::: Record set

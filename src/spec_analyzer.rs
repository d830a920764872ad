//! §4.A SpecAnalyzer — parses a textual spec-file payload into a
//! `PackageInfo`, expanding RPM-style macros along the way.

use std::collections::BTreeMap;

use crate::error::CoreError;
use crate::model::{BuildRequirement, PackageInfo};

/// Fixed table of system macros consulted during expansion (§4.A: "a
/// fixed table of ≥18 system macros"). Values match the conventions a
/// modern Fedora/RHEL-family rpm macro set defines.
fn system_macro_table() -> BTreeMap<&'static str, &'static str> {
    BTreeMap::from([
        ("python3_pkgversion", "3"),
        ("python3_version", "3.12"),
        ("python3_version_nodots", "312"),
        ("python3_sitelib", "/usr/lib/python3.12/site-packages"),
        ("python3_sitearch", "/usr/lib64/python3.12/site-packages"),
        ("_bindir", "/usr/bin"),
        ("_sbindir", "/usr/sbin"),
        ("_libdir", "/usr/lib64"),
        ("_libexecdir", "/usr/libexec"),
        ("_datadir", "/usr/share"),
        ("_sysconfdir", "/etc"),
        ("_includedir", "/usr/include"),
        ("_mandir", "/usr/share/man"),
        ("_docdir", "/usr/share/doc"),
        ("_prefix", "/usr"),
        ("_exec_prefix", "/usr"),
        ("_localstatedir", "/var"),
        ("_sharedstatedir", "/var/lib"),
        ("_rundir", "/run"),
        ("_tmpfilesdir", "/usr/lib/tmpfiles.d"),
        ("_unitdir", "/usr/lib/systemd/system"),
        ("perl_vendorlib", "/usr/share/perl5/vendor_perl"),
        ("perl_vendorarch", "/usr/lib64/perl5/vendor_perl"),
        ("rust_arches", "x86_64 aarch64"),
        ("go_arches", "x86_64 aarch64"),
    ])
}

/// Result of expanding a macro string: the expanded text plus any
/// non-optional macro names that could not be resolved (§4.A:
/// "unknown non-optional macros are left verbatim and flagged").
#[derive(Debug, Clone, Default, PartialEq, Eq)]
pub struct MacroExpansion {
    pub text: String,
    pub unresolved: Vec<String>,
}

/// Expands `%{name}`, `%{?name}` and `%name` forms against
/// `system_macro_table()`, iterating up to `MACRO_EXPANSION_DEPTH`
/// times to resolve macros that expand to other macros.
pub fn expand_macros(input: &str, depth_cap: usize) -> MacroExpansion {
    let table = system_macro_table();
    let mut text = input.to_string();
    let mut unresolved = Vec::new();

    for _ in 0..depth_cap {
        let (next, hit_any, pass_unresolved) = expand_macros_once(&text, &table);
        unresolved = pass_unresolved;
        if !hit_any {
            break;
        }
        text = next;
    }

    unresolved.sort();
    unresolved.dedup();
    MacroExpansion { text, unresolved }
}

fn expand_macros_once(input: &str, table: &BTreeMap<&'static str, &'static str>) -> (String, bool, Vec<String>) {
    let bytes = input.as_bytes();
    let mut out = String::with_capacity(input.len());
    let mut unresolved = Vec::new();
    let mut hit_any = false;
    let mut i = 0usize;

    while i < bytes.len() {
        if bytes[i] == b'%' && i + 1 < bytes.len() {
            if bytes[i + 1] == b'{' {
                if let Some(close) = input[i + 2..].find('}') {
                    let inner = &input[i + 2..i + 2 + close];
                    let (name, optional) = if let Some(rest) = inner.strip_prefix('?') {
                        (rest, true)
                    } else {
                        (inner, false)
                    };
                    match table.get(name) {
                        Some(value) => {
                            out.push_str(value);
                            hit_any = true;
                        }
                        None if optional => {
                            hit_any = true;
                        }
                        None => {
                            out.push_str(&input[i..i + 2 + close + 1]);
                            unresolved.push(name.to_string());
                        }
                    }
                    i += 2 + close + 1;
                    continue;
                }
            } else if bytes[i + 1].is_ascii_alphabetic() || bytes[i + 1] == b'_' {
                let rest = &input[i + 1..];
                let name_len = rest
                    .find(|c: char| !(c.is_ascii_alphanumeric() || c == '_'))
                    .unwrap_or(rest.len());
                let name = &rest[..name_len];
                match table.get(name) {
                    Some(value) => {
                        out.push_str(value);
                        hit_any = true;
                    }
                    None => {
                        out.push('%');
                        out.push_str(name);
                        unresolved.push(name.to_string());
                    }
                }
                i += 1 + name_len;
                continue;
            }
        }
        out.push(bytes[i] as char);
        i += 1;
    }

    (out, hit_any, unresolved)
}

/// Splits a `BuildRequires` value line into its whitespace/comma
/// separated tokens and parses each as a `BuildRequirement`.
/// Tokens that are themselves virtual-provide syntax are preserved
/// raw — canonicalization is the job of `NameCanonicalizer`.
pub fn parse_build_requires_line(line: &str, depth_cap: usize) -> Vec<BuildRequirement> {
    let normalized = line.replace(',', " ");
    let tokens: Vec<&str> = normalized.split_whitespace().collect();
    let mut out = Vec::new();
    let mut i = 0usize;
    while i < tokens.len() {
        let expanded = expand_macros(tokens[i], depth_cap).text;
        if i + 2 < tokens.len() && Operator::parse_static(tokens[i + 1]).is_some() {
            let op = Operator::parse_static(tokens[i + 1]).unwrap();
            let version = expand_macros(tokens[i + 2], depth_cap).text;
            out.push(BuildRequirement::versioned(expanded, op, version));
            i += 3;
        } else {
            out.push(BuildRequirement::bare(expanded));
            i += 1;
        }
    }
    out
}

// local alias so this module doesn't need a direct `model::Operator` import cycle concern
use crate::model::Operator;
impl Operator {
    fn parse_static(token: &str) -> Option<Operator> {
        Operator::parse(token)
    }
}

const HEADER_FIELDS: &[&str] = &["Name", "Version", "Release", "Epoch", "BuildRequires"];

/// Parses a UTF-8 spec-file payload into a `PackageInfo`. Fails with
/// `CoreError::SpecParse` when `Name` or `Version` is absent.
pub fn analyze_spec_text(source_label: &str, payload: &str) -> Result<(PackageInfo, Vec<String>), CoreError> {
    let mut name: Option<String> = None;
    let mut version: Option<String> = None;
    let mut release = "1".to_string();
    let mut epoch: Option<String> = None;
    let mut sources: Vec<(u32, String)> = Vec::new();
    let mut build_requires = Vec::new();
    let mut warnings = Vec::new();

    // Header lines may continue only on the same line; multiple
    // BuildRequires lines concatenate semantically, so we never merge
    // across newlines — each line is handled independently.
    for raw_line in payload.lines() {
        let line = raw_line.trim_end();
        let trimmed = line.trim_start();
        if trimmed.starts_with('#') || trimmed.is_empty() {
            continue;
        }
        let Some(colon) = trimmed.find(':') else {
            continue;
        };
        let (field_raw, value_raw) = trimmed.split_at(colon);
        let field = field_raw.trim();
        let value = value_raw[1..].trim();

        if field.eq_ignore_ascii_case("Name") {
            let expansion = expand_macros(value, crate::config::MACRO_EXPANSION_DEPTH);
            warn_unresolved(&mut warnings, source_label, &expansion);
            name = Some(expansion.text);
        } else if field.eq_ignore_ascii_case("Version") {
            let expansion = expand_macros(value, crate::config::MACRO_EXPANSION_DEPTH);
            warn_unresolved(&mut warnings, source_label, &expansion);
            version = Some(expansion.text);
        } else if field.eq_ignore_ascii_case("Release") {
            let expansion = expand_macros(value, crate::config::MACRO_EXPANSION_DEPTH);
            warn_unresolved(&mut warnings, source_label, &expansion);
            release = expansion.text;
        } else if field.eq_ignore_ascii_case("Epoch") {
            let expansion = expand_macros(value, crate::config::MACRO_EXPANSION_DEPTH);
            epoch = Some(expansion.text);
        } else if field.eq_ignore_ascii_case("BuildRequires") {
            let reqs = parse_build_requires_line(value, crate::config::MACRO_EXPANSION_DEPTH);
            build_requires.extend(reqs);
        } else if let Some(index) = parse_source_field_index(field) {
            let expansion = expand_macros(value, crate::config::MACRO_EXPANSION_DEPTH);
            warn_unresolved(&mut warnings, source_label, &expansion);
            sources.push((index, expansion.text));
        } else if !HEADER_FIELDS.iter().any(|h| field.eq_ignore_ascii_case(h)) {
            // Unrecognized header: not an error, just not part of our model.
            continue;
        }
    }

    let name = name.ok_or_else(|| CoreError::SpecParse {
        source: source_label.to_string(),
        reason: "missing Name header".to_string(),
    })?;
    let version = version.ok_or_else(|| CoreError::SpecParse {
        source: source_label.to_string(),
        reason: "missing Version header".to_string(),
    })?;
    if version.trim().is_empty() {
        return Err(CoreError::SpecParse {
            source: source_label.to_string(),
            reason: "Version header resolved to an empty string".to_string(),
        });
    }

    sources.sort_by_key(|(index, _)| *index);
    let source_urls = sources.into_iter().map(|(_, url)| url).collect();

    Ok((
        PackageInfo {
            name,
            version,
            release,
            epoch,
            build_requires,
            source_urls,
        },
        warnings,
    ))
}

/// `Source`, `Source0`..`SourceN`. Bare `Source` is index 0.
fn parse_source_field_index(field: &str) -> Option<u32> {
    let lower = field.to_ascii_lowercase();
    let suffix = lower.strip_prefix("source")?;
    if suffix.is_empty() {
        return Some(0);
    }
    suffix.parse::<u32>().ok()
}

fn warn_unresolved(warnings: &mut Vec<String>, source_label: &str, expansion: &MacroExpansion) {
    for name in &expansion.unresolved {
        warnings.push(format!("{source_label}: unresolved macro %{{{name}}}"));
    }
}

#[cfg(test)]
mod tests {
    use super::*;

    #[test]
    fn expands_known_macro_braced_form() {
        let result = expand_macros("%{python3_pkgversion}-devel", 8);
        assert_eq!(result.text, "3-devel");
        assert!(result.unresolved.is_empty());
    }

    #[test]
    fn expands_known_macro_bare_form() {
        let result = expand_macros("%_bindir/foo", 8);
        assert_eq!(result.text, "/usr/bin/foo");
    }

    #[test]
    fn unknown_optional_macro_expands_to_empty() {
        let result = expand_macros("%{?totally_unknown_thing}", 8);
        assert_eq!(result.text, "");
        assert!(result.unresolved.is_empty());
    }

    #[test]
    fn unknown_required_macro_preserved_and_flagged() {
        let result = expand_macros("%{totally_unknown_thing}", 8);
        assert_eq!(result.text, "%{totally_unknown_thing}");
        assert_eq!(result.unresolved, vec!["totally_unknown_thing".to_string()]);
    }

    #[test]
    fn nested_macro_expansion_terminates_within_depth_cap() {
        // python3_sitelib doesn't itself reference another macro in our
        // table, but the expansion loop must still terminate promptly
        // for macros that do happen to nest.
        let result = expand_macros("%{python3_sitelib}", 8);
        assert!(!result.text.contains('%'));
    }

    #[test]
    fn parses_minimal_spec() {
        let payload = "\
Name: foo
Version: 1.2.3
Release: 4%{?dist}
BuildRequires: gcc, python3-devel >= 3.9
Source0: https://example.org/foo-1.2.3.tar.gz
";
        let (info, warnings) = analyze_spec_text("foo.spec", payload).unwrap();
        assert_eq!(info.name, "foo");
        assert_eq!(info.version, "1.2.3");
        assert_eq!(info.build_requires.len(), 2);
        assert_eq!(info.source_urls, vec!["https://example.org/foo-1.2.3.tar.gz".to_string()]);
        // %{?dist} is optional and unknown to our table: expands empty.
        assert_eq!(info.release, "4");
        assert!(warnings.is_empty());
    }

    #[test]
    fn missing_name_is_fatal() {
        let payload = "Version: 1.0\n";
        let err = analyze_spec_text("bad.spec", payload).unwrap_err();
        assert!(matches!(err, CoreError::SpecParse { .. }));
    }

    #[test]
    fn missing_version_is_fatal() {
        let payload = "Name: foo\n";
        let err = analyze_spec_text("bad.spec", payload).unwrap_err();
        assert!(matches!(err, CoreError::SpecParse { .. }));
    }

    #[test]
    fn multiple_build_requires_lines_concatenate() {
        let payload = "\
Name: foo
Version: 1.0
BuildRequires: gcc
BuildRequires: make
";
        let (info, _) = analyze_spec_text("foo.spec", payload).unwrap();
        assert_eq!(info.build_requires.len(), 2);
    }
}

::::::

Your objective: Retype exactly, please, each line from the line that contains "BuildRequires: make" through the last line of the entries above, with nothing added.

Finished task:
BuildRequires: make
";
        let (info, _) = analyze_spec_text("foo.spec", payload).unwrap();
        assert_eq!(info.build_requires.len(), 2);
    }
}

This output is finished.